**YOUR ASSIGNMENT**
Where a line of the data below has the string "Option", copy that line.

**SUPPLIED ENTRIES**
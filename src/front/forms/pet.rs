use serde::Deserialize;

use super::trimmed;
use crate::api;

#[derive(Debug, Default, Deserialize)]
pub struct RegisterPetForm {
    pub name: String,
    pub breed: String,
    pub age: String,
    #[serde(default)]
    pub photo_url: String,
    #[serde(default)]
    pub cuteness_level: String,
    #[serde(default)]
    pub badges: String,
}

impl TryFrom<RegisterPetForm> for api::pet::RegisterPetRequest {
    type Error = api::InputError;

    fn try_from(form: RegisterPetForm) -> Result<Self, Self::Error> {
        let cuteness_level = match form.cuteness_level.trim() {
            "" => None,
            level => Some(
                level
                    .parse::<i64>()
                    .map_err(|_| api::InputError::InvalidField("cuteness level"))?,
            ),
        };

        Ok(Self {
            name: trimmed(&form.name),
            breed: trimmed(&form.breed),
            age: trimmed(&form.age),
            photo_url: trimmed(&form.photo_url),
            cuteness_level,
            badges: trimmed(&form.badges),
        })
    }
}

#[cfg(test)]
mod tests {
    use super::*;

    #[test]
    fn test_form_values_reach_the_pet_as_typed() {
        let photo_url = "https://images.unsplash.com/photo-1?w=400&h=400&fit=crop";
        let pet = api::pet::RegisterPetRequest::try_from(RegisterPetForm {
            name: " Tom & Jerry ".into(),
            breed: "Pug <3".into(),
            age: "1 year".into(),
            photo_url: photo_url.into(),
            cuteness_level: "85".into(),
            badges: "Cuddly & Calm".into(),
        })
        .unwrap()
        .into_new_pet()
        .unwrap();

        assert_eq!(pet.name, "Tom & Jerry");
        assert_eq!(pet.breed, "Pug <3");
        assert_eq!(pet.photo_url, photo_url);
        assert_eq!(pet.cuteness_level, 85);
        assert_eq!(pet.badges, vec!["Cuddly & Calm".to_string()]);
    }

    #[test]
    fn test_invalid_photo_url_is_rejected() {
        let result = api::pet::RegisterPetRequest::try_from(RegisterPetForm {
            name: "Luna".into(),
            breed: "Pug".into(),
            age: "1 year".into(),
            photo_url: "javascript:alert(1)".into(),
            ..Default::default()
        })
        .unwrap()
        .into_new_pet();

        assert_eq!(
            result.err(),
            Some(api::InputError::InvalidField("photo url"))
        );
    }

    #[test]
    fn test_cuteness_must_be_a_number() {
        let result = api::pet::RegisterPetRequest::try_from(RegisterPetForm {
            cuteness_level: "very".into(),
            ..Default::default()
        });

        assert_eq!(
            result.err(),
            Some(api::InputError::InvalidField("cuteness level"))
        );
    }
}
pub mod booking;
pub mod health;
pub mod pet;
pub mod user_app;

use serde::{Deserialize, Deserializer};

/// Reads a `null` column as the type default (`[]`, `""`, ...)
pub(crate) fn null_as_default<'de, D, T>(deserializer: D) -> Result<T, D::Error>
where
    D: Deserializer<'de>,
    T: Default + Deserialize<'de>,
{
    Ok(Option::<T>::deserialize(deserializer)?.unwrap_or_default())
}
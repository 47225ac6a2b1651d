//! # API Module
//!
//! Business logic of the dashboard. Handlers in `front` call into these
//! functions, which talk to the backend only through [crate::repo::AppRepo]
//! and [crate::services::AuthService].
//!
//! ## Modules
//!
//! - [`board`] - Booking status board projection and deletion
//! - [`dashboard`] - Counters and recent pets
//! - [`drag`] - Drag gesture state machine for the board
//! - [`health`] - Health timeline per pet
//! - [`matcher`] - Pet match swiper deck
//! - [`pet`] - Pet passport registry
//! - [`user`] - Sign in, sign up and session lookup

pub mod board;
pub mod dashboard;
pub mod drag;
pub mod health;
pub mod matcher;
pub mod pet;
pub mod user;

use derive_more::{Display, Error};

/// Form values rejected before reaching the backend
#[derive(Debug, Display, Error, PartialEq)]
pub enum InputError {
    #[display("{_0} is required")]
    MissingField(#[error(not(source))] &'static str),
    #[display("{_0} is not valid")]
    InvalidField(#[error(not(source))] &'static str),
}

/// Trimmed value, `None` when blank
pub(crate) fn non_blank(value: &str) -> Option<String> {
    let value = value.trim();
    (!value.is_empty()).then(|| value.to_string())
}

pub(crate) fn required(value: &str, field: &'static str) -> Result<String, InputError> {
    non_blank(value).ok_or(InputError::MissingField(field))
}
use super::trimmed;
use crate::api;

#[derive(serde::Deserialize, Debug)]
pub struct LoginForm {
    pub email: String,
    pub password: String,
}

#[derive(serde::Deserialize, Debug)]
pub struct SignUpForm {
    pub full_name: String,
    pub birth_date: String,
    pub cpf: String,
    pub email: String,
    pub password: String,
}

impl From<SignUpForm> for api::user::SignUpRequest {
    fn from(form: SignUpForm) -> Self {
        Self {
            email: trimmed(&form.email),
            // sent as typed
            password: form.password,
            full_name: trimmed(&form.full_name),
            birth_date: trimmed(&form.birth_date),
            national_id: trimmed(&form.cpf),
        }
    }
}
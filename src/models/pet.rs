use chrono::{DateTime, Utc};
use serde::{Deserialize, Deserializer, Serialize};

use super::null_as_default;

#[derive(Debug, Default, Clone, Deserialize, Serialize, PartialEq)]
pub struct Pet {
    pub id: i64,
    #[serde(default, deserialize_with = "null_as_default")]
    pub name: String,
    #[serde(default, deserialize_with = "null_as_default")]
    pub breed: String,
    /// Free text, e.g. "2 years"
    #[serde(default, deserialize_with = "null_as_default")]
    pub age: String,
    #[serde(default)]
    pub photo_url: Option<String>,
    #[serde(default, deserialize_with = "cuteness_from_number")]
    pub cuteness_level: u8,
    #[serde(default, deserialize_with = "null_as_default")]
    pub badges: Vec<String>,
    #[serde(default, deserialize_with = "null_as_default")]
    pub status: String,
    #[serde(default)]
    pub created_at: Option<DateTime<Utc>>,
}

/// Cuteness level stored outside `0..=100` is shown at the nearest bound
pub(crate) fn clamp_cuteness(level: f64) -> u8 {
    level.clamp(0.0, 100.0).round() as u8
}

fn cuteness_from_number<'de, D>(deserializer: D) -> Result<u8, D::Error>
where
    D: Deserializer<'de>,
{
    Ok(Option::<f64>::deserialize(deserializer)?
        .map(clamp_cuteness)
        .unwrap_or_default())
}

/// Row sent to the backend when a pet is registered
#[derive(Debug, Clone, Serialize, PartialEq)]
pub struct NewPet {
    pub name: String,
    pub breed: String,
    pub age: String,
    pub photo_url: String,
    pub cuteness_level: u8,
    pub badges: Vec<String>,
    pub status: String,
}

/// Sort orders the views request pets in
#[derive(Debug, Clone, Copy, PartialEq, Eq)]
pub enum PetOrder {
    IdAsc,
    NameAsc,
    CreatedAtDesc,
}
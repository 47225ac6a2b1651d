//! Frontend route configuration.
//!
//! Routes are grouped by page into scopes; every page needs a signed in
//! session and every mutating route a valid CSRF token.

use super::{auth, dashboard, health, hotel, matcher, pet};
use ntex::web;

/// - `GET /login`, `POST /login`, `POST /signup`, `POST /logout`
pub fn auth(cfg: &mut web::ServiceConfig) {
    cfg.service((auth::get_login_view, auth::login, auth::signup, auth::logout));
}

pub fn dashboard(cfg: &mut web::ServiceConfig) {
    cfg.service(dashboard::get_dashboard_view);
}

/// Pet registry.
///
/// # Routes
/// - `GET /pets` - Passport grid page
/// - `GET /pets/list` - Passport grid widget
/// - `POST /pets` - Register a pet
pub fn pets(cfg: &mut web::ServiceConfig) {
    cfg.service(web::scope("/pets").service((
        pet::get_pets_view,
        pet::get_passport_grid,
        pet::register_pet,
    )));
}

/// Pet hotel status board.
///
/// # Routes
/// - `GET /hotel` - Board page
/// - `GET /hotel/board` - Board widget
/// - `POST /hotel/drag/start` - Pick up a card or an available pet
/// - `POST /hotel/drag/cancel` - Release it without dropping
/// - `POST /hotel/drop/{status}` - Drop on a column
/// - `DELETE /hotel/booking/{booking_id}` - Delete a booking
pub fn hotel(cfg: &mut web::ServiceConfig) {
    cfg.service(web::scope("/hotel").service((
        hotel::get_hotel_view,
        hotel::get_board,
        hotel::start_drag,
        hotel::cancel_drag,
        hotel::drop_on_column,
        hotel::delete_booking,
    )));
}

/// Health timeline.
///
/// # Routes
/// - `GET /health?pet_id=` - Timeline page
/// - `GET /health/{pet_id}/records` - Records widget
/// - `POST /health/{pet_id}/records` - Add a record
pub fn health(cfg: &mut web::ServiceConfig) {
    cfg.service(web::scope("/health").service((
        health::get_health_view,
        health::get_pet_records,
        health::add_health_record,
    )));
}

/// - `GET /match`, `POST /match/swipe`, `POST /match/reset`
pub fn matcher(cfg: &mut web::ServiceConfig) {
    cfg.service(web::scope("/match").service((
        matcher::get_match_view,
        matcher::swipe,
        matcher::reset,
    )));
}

**SOLUTION TO THE PROBLEM**
    Ok(Option::<T>::deserialize(deserializer)?.unwrap_or_default())
pub(crate) fn non_blank(value: &str) -> Option<String> {
    pub photo_url: Option<String>,
    pub created_at: Option<DateTime<Utc>>,
    Ok(Option::<f64>::deserialize(deserializer)?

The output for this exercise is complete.